(Beginning of Data provided)

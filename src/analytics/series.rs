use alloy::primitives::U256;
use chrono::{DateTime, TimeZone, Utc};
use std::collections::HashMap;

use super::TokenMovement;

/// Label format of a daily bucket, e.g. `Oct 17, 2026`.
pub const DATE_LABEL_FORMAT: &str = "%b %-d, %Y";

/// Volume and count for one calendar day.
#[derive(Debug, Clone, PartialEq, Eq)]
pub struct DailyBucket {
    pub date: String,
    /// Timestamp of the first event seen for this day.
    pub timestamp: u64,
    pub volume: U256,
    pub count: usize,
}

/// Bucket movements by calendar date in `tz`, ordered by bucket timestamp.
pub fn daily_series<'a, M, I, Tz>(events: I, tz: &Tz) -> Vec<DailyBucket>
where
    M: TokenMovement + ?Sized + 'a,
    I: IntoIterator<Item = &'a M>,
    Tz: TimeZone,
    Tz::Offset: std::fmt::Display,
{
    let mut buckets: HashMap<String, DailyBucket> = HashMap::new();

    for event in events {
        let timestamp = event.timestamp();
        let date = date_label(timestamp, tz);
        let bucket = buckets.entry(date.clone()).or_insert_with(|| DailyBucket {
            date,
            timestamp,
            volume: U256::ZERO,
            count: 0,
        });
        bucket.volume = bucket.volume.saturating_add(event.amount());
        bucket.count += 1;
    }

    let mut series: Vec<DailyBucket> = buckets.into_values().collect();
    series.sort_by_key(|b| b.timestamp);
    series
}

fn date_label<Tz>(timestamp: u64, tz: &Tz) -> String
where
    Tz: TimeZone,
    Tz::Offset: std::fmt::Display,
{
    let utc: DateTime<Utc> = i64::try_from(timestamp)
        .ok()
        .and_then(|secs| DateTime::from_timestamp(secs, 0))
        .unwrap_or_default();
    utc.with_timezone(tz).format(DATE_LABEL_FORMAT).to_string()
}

(End of Data provided)
(Beginning of Data provided)

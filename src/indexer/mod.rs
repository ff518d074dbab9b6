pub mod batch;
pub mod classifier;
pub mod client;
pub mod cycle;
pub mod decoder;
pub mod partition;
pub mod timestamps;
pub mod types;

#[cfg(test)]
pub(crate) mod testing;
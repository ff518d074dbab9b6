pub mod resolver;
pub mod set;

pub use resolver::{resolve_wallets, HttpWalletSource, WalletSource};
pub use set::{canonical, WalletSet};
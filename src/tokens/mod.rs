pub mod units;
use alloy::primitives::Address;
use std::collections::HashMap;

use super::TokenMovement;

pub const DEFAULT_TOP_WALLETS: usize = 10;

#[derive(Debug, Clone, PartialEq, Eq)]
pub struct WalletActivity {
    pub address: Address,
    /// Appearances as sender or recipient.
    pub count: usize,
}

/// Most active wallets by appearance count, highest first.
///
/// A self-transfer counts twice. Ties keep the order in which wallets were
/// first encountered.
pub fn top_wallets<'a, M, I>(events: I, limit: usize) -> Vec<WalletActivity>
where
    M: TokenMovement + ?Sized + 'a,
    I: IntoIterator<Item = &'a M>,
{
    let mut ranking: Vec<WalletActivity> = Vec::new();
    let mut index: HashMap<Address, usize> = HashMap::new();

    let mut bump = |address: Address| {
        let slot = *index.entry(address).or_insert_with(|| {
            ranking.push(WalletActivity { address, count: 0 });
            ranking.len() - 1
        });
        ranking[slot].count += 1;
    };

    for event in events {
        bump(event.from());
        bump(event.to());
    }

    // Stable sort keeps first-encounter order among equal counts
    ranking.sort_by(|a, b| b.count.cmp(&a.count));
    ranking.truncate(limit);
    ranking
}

(End of Data provided)
(Beginning of Data provided)

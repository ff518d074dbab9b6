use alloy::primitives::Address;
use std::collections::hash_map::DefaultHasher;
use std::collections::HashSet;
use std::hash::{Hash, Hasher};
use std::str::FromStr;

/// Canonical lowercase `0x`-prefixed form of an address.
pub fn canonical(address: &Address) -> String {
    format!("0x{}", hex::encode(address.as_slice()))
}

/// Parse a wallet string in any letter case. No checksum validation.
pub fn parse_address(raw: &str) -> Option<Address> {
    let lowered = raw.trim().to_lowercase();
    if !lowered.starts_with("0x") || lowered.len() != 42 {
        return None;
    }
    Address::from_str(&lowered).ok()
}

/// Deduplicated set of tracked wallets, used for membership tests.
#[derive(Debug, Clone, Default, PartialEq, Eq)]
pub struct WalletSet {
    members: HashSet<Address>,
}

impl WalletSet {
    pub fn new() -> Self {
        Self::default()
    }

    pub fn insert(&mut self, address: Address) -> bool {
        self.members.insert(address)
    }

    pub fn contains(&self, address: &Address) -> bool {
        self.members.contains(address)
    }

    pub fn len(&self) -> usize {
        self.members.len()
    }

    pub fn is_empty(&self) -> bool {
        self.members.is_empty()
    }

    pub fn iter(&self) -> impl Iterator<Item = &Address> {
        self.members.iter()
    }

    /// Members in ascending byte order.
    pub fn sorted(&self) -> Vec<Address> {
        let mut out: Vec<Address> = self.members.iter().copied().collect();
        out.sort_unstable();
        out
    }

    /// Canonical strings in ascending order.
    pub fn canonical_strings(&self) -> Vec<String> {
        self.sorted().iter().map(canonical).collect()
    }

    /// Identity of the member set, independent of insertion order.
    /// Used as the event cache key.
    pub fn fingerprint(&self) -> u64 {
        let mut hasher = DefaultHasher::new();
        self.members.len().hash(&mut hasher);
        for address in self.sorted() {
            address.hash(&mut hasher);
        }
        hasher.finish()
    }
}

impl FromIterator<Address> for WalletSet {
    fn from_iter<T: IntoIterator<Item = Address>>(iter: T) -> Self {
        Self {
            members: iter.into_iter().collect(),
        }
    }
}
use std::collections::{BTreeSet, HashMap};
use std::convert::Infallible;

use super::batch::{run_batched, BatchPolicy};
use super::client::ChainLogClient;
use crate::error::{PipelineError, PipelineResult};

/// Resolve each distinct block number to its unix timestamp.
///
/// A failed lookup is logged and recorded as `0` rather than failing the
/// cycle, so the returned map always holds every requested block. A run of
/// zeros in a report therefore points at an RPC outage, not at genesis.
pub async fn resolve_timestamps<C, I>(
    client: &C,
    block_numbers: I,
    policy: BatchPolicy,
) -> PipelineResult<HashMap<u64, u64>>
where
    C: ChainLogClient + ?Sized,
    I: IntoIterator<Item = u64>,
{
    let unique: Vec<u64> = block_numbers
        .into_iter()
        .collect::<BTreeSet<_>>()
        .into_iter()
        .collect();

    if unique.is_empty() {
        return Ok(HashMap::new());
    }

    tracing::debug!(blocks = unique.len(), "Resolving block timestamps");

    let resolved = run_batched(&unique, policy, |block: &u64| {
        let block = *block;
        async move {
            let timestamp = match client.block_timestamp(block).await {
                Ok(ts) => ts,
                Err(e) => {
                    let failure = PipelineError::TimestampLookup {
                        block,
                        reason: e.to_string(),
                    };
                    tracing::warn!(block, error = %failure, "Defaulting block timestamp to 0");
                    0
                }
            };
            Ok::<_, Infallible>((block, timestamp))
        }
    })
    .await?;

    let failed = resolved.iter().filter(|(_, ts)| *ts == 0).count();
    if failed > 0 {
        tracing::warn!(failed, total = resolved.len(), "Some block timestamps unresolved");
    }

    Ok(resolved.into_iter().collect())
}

(End of Data provided)

— Exercise aim —
Read the listing line by line, and copy each line in which the word "sorted" is found.

— Response area —
    pub fn sorted(&self) -> Vec<Address> {
        self.sorted().iter().map(canonical).collect()
        for address in self.sorted() {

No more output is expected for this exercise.